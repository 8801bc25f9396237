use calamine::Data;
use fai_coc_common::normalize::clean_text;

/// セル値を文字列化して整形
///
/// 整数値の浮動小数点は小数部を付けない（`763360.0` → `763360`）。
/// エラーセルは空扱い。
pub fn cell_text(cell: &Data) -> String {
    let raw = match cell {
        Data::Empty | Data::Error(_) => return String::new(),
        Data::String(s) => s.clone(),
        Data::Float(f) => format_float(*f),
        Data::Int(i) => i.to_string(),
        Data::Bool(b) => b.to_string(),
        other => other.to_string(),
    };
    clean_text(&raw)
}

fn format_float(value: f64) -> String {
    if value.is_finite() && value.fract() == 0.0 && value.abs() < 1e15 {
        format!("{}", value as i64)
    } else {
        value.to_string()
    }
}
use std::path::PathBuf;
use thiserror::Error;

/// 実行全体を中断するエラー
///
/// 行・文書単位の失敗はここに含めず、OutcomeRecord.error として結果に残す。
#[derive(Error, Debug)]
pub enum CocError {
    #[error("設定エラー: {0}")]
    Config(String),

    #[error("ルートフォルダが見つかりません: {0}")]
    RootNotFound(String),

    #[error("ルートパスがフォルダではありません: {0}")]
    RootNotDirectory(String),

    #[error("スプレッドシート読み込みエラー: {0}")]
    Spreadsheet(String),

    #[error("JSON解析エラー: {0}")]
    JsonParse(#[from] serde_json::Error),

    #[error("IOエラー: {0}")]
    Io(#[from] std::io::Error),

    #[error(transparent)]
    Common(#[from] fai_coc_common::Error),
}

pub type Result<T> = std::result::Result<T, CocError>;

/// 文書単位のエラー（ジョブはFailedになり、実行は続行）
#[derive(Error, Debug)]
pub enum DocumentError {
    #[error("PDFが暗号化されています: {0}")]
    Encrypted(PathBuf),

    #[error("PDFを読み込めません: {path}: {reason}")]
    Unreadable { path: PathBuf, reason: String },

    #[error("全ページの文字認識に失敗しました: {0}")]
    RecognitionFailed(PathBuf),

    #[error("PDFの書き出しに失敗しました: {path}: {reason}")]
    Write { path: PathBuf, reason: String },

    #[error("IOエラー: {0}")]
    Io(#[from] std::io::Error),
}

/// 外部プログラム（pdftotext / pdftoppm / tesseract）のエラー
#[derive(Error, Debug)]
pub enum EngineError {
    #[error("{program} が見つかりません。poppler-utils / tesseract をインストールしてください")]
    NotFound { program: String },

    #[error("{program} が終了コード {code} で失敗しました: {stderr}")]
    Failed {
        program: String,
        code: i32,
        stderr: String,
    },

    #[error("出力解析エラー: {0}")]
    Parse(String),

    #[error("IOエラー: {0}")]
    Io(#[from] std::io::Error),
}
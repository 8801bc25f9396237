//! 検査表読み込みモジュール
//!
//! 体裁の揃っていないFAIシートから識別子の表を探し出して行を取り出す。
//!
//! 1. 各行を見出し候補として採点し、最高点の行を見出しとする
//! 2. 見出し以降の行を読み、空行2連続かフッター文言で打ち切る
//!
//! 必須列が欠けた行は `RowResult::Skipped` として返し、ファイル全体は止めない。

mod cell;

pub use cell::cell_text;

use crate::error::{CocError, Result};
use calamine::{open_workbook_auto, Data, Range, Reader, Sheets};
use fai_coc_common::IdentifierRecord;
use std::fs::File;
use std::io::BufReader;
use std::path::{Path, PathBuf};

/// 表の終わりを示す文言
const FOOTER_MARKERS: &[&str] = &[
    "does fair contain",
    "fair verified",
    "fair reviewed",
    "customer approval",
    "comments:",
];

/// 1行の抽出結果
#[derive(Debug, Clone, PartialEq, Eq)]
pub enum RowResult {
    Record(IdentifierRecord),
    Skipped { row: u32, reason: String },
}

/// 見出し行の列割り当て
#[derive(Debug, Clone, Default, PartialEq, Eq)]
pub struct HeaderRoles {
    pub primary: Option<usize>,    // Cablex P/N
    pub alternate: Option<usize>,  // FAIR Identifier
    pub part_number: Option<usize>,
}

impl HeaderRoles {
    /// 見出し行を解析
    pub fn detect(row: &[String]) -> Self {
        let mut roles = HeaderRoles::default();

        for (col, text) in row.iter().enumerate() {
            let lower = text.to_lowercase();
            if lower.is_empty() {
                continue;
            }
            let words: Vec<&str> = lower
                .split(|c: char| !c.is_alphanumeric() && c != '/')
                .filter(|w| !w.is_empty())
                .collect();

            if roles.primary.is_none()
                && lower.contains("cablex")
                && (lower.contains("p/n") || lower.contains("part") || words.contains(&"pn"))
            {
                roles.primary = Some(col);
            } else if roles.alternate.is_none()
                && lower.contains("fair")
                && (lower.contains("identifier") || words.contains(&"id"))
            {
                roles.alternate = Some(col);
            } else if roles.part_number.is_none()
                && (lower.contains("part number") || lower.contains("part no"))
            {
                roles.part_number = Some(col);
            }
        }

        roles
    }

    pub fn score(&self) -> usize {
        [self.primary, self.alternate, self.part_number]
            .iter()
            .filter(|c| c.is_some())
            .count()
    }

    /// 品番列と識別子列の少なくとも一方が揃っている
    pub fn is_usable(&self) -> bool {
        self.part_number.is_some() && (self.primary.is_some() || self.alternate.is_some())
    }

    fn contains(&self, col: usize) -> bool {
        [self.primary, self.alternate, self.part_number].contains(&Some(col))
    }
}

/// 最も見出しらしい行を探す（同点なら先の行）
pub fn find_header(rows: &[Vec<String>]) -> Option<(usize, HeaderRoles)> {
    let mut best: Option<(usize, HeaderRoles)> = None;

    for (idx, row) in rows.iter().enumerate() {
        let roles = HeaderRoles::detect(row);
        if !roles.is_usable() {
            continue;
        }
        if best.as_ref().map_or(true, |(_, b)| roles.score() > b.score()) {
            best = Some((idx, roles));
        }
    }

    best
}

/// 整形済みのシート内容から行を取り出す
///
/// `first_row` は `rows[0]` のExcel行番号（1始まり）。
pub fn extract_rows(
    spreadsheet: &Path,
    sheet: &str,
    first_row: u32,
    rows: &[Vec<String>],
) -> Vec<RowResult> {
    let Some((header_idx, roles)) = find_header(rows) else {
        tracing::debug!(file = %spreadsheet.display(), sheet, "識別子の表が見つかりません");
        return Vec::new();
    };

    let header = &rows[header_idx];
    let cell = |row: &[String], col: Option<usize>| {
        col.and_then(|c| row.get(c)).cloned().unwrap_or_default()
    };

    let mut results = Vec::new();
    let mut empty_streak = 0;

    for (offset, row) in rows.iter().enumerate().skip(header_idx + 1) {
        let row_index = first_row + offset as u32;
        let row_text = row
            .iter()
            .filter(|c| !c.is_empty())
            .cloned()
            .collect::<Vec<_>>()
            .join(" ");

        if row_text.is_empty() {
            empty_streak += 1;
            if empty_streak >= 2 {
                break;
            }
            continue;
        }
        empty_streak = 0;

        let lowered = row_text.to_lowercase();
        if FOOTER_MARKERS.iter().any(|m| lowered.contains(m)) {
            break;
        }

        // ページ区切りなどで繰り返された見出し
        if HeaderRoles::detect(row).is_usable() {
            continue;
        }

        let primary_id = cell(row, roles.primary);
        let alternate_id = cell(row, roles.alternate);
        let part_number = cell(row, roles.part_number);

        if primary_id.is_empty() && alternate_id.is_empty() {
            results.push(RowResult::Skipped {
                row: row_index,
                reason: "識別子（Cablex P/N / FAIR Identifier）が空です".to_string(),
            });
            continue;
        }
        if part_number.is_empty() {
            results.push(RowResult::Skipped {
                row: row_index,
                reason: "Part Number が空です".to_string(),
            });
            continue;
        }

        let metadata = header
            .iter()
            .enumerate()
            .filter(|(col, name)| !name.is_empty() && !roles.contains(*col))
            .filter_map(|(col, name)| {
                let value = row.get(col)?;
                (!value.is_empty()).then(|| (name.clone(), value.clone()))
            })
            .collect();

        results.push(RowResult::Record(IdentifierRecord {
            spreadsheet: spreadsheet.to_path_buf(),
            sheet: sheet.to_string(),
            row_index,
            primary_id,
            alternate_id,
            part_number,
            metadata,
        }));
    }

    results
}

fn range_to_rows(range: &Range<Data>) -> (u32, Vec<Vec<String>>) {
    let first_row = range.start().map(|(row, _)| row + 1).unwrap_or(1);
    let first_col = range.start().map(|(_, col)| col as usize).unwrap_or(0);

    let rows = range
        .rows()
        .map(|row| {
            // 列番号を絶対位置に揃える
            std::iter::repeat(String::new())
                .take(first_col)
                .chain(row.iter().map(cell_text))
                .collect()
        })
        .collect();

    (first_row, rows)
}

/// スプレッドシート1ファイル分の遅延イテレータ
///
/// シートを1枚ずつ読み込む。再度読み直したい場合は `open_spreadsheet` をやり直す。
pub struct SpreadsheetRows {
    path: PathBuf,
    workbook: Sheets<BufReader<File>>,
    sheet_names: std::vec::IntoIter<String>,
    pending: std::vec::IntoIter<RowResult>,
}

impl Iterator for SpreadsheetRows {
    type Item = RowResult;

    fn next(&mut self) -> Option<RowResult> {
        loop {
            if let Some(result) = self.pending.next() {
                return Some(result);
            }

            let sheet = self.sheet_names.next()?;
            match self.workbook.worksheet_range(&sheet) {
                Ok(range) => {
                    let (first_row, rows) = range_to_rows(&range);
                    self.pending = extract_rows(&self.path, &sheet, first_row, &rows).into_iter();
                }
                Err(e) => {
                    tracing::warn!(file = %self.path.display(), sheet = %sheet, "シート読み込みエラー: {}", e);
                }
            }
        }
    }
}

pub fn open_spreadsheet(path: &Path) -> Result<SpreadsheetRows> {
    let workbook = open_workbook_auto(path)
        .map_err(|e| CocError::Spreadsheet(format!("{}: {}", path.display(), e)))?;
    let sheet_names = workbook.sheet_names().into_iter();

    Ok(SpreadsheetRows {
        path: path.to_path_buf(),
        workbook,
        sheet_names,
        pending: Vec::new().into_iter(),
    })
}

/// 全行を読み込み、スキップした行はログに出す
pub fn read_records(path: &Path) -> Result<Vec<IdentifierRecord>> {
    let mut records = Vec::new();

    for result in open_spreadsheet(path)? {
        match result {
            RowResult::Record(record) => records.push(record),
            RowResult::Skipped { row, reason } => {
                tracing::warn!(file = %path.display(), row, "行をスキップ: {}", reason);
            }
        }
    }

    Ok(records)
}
.....
▶ **EXERCISE BRIEF**
Filter the listing for the word "type" and copy every line that holds it.

▶ **OUTPUT FOR THIS EXERCISE**
pub type Result<T> = std::result::Result<T, CocError>;
    type Item = RowResult;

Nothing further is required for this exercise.